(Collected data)
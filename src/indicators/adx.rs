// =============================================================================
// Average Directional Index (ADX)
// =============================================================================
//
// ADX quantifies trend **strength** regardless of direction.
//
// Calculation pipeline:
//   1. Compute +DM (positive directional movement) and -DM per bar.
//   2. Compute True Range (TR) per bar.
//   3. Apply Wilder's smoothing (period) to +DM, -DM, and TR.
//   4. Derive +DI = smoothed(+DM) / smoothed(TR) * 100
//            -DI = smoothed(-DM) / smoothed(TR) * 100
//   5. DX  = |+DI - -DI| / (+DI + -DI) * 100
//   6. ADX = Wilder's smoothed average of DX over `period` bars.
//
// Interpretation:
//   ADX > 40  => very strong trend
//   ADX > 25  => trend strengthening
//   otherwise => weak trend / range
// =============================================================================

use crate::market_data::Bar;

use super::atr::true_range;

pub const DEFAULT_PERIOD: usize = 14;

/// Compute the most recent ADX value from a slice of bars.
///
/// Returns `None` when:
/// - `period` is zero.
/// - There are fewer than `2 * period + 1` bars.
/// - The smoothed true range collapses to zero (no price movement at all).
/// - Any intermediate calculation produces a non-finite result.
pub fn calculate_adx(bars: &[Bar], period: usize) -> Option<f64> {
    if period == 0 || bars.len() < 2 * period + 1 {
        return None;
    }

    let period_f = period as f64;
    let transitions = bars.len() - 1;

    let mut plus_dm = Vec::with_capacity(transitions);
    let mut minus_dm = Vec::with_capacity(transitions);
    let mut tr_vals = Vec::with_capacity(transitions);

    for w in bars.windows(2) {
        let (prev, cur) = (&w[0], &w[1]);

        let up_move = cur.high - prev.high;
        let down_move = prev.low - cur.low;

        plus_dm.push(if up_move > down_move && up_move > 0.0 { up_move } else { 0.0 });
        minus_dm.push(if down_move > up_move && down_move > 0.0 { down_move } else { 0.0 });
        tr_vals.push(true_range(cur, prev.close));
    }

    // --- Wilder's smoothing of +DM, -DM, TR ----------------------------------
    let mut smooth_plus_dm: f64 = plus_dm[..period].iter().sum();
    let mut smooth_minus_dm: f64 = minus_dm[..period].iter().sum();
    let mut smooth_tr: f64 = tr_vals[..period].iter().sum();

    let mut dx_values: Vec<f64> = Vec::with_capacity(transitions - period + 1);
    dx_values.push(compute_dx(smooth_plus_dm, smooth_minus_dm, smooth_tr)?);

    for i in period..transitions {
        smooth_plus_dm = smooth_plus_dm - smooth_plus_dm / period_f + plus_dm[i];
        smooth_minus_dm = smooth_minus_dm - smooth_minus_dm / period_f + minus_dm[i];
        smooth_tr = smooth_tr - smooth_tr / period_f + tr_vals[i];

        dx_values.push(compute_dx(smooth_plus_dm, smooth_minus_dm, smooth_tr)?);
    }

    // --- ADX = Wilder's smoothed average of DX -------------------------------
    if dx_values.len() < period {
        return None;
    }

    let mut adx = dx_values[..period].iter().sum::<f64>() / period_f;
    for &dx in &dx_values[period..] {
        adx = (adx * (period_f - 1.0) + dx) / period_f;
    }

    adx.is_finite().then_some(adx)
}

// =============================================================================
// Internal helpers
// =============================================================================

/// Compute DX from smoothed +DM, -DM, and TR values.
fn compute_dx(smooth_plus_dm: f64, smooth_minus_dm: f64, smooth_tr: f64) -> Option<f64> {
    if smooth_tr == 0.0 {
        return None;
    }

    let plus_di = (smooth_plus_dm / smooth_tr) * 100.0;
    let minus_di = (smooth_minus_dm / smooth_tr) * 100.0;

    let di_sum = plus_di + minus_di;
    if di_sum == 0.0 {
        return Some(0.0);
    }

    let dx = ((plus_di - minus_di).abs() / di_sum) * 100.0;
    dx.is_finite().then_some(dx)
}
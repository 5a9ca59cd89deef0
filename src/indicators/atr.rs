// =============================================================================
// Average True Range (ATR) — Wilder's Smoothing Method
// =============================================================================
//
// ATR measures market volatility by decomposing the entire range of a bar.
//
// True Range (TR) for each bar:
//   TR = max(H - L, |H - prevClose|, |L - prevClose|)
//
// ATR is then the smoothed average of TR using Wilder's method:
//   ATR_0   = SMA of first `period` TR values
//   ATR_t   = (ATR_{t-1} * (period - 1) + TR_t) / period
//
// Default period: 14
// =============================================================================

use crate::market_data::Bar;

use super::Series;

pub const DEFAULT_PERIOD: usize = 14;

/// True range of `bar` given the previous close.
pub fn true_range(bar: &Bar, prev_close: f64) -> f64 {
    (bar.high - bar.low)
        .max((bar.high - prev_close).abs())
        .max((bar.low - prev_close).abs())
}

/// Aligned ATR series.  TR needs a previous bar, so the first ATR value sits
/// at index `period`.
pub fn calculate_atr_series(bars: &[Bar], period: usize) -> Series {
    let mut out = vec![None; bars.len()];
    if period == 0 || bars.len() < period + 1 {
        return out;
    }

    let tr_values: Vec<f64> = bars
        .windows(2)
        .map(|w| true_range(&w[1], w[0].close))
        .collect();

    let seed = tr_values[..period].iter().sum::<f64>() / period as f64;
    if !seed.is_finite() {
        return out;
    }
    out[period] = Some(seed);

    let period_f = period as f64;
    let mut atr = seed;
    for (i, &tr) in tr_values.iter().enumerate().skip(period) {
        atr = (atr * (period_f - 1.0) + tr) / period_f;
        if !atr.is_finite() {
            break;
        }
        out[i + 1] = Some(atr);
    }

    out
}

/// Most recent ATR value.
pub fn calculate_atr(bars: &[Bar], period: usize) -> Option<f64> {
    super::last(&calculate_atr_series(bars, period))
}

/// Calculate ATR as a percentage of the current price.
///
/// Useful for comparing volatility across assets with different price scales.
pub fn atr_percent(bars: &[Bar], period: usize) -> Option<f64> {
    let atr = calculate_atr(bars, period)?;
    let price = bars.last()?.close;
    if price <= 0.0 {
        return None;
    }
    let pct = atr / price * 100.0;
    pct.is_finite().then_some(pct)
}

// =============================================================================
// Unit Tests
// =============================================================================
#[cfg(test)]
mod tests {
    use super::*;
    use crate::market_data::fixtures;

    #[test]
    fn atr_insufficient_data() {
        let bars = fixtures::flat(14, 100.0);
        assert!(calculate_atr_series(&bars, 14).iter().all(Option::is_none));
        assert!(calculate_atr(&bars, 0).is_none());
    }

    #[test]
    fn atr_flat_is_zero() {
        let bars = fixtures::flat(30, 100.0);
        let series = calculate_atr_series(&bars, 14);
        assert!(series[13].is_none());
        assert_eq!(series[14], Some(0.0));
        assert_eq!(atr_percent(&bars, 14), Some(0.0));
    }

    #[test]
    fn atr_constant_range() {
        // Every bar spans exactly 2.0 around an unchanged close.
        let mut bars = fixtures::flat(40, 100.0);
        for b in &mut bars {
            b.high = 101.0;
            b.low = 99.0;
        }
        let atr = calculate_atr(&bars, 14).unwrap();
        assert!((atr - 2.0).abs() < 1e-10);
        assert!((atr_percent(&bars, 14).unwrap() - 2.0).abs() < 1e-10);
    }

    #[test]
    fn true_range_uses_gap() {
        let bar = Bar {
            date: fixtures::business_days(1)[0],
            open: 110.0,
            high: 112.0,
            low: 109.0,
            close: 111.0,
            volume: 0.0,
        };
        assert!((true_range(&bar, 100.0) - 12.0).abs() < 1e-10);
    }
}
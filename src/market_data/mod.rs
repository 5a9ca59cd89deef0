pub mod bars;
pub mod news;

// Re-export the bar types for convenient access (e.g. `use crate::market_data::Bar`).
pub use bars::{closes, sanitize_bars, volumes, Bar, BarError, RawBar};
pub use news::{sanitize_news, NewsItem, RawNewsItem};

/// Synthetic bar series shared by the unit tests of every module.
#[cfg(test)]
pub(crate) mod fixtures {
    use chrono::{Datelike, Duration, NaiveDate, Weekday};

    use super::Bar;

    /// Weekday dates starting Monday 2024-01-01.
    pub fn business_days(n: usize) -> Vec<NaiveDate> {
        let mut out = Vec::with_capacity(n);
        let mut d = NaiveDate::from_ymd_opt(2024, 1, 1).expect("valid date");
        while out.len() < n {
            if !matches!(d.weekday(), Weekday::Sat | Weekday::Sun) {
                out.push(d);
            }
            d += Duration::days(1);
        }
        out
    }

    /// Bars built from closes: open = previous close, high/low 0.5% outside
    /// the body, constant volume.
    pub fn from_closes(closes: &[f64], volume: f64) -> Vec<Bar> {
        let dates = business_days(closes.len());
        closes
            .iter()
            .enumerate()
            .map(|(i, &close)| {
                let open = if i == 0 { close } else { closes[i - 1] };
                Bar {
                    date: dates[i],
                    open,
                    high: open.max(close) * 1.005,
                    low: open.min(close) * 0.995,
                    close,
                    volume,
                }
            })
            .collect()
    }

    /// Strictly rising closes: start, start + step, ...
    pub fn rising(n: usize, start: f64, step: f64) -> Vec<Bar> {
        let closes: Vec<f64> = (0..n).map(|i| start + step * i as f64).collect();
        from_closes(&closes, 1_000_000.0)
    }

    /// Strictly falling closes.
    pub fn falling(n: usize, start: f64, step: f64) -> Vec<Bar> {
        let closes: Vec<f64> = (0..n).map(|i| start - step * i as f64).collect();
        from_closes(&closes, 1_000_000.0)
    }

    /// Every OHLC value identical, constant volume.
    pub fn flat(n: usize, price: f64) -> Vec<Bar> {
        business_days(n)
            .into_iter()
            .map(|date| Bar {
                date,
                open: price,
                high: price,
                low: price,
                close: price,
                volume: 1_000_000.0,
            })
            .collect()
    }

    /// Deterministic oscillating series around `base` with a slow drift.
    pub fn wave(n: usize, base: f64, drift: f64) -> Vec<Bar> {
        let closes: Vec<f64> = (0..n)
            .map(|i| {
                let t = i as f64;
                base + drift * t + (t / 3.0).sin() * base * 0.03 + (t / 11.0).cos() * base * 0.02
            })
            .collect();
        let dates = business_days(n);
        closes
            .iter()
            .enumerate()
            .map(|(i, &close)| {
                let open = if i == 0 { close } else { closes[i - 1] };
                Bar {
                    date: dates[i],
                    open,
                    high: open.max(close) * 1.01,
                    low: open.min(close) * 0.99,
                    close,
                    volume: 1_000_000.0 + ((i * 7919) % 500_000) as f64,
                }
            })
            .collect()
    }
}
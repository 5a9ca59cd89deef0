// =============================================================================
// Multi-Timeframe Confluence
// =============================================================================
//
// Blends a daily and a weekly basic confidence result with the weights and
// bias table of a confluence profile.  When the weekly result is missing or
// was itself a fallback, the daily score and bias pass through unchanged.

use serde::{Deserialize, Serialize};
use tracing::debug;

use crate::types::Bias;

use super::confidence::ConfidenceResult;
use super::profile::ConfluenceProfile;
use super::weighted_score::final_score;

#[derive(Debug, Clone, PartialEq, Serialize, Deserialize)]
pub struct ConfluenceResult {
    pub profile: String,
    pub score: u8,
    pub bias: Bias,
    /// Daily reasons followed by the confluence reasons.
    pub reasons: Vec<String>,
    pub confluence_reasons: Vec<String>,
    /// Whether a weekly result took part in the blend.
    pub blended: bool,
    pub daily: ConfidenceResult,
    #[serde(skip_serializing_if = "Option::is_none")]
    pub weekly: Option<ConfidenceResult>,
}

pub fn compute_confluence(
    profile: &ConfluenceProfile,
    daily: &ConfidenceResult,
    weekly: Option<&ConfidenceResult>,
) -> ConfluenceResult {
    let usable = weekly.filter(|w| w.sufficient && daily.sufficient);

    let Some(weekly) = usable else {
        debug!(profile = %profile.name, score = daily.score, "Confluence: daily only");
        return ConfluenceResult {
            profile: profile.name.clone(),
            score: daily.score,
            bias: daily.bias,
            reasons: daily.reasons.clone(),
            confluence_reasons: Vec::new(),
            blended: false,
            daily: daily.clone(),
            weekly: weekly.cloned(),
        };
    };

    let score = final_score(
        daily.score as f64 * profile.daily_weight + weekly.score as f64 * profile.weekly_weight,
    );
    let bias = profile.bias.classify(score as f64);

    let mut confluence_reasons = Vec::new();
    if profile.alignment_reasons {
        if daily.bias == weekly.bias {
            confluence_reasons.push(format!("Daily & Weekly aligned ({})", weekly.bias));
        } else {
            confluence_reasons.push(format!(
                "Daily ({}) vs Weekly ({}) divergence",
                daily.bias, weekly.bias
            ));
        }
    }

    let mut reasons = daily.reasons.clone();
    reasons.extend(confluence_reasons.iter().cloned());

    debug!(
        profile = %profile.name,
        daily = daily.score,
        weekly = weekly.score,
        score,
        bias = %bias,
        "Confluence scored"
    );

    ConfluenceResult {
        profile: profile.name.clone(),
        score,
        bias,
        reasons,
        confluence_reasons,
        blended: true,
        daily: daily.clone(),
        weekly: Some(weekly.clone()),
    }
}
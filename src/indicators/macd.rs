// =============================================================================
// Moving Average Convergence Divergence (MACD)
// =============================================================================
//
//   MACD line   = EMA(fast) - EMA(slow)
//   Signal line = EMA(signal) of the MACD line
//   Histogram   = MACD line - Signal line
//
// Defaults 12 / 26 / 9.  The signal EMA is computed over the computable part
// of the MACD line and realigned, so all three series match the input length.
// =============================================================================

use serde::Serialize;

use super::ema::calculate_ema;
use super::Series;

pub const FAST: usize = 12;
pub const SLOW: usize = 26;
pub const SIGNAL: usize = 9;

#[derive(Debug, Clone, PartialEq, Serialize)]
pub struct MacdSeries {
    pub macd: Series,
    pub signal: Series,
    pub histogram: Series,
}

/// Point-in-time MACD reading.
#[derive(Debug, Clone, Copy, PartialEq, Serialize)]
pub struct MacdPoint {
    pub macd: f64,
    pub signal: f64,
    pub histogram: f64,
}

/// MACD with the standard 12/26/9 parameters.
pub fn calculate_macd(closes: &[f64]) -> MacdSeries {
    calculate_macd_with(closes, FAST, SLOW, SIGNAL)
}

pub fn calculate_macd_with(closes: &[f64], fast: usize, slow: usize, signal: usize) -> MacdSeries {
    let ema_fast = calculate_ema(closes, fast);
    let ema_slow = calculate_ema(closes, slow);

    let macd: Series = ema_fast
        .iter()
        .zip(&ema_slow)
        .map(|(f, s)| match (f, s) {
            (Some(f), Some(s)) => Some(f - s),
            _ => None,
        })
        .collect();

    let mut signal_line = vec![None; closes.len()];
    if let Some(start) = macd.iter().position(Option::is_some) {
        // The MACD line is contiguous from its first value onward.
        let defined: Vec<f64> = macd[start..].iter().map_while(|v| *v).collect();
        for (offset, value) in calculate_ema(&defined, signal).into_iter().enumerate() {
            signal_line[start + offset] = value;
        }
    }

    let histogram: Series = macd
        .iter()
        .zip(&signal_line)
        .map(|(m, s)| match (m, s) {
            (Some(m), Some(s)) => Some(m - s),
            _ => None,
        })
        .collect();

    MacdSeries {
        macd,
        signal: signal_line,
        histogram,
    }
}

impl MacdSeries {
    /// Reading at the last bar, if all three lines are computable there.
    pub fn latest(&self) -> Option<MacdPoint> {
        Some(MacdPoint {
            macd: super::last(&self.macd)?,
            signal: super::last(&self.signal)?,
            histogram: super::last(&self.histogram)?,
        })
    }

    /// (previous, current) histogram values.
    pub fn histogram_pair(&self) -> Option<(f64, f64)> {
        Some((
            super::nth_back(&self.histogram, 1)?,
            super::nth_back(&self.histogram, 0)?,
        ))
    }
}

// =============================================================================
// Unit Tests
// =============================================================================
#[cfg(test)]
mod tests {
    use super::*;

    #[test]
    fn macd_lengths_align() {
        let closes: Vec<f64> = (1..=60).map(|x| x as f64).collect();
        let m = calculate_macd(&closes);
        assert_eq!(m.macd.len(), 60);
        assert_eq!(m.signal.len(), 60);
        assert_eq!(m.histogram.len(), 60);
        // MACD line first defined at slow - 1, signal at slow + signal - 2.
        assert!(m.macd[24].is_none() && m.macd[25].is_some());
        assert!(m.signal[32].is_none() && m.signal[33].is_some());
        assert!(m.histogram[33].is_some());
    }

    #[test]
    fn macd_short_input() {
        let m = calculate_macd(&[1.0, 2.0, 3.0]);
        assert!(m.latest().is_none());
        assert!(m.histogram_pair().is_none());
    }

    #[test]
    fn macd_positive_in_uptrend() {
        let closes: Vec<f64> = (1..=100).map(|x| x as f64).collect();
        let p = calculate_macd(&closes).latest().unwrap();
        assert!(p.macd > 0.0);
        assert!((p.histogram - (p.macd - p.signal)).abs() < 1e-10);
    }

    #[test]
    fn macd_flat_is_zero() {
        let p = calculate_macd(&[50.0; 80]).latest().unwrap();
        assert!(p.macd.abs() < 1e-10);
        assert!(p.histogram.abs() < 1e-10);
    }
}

*TASK DETAILS:*
Beginning at the line with "starting Monday 2024-01-01." and stopping after the line with "pub fn rising(n: usize, start: f64, step: f64)", please write out every line of the data above exactly and nothing else.

*EXERCISE SOLUTION:*
    /// Weekday dates starting Monday 2024-01-01.
    pub fn business_days(n: usize) -> Vec<NaiveDate> {
        let mut out = Vec::with_capacity(n);
        let mut d = NaiveDate::from_ymd_opt(2024, 1, 1).expect("valid date");
        while out.len() < n {
            if !matches!(d.weekday(), Weekday::Sat | Weekday::Sun) {
                out.push(d);
            }
            d += Duration::days(1);
        }
        out
    }

    /// Bars built from closes: open = previous close, high/low 0.5% outside
    /// the body, constant volume.
    pub fn from_closes(closes: &[f64], volume: f64) -> Vec<Bar> {
        let dates = business_days(closes.len());
        closes
            .iter()
            .enumerate()
            .map(|(i, &close)| {
                let open = if i == 0 { close } else { closes[i - 1] };
                Bar {
                    date: dates[i],
                    open,
                    high: open.max(close) * 1.005,
                    low: open.min(close) * 0.995,
                    close,
                    volume,
                }
            })
            .collect()
    }

    /// Strictly rising closes: start, start + step, ...
    pub fn rising(n: usize, start: f64, step: f64) -> Vec<Bar> {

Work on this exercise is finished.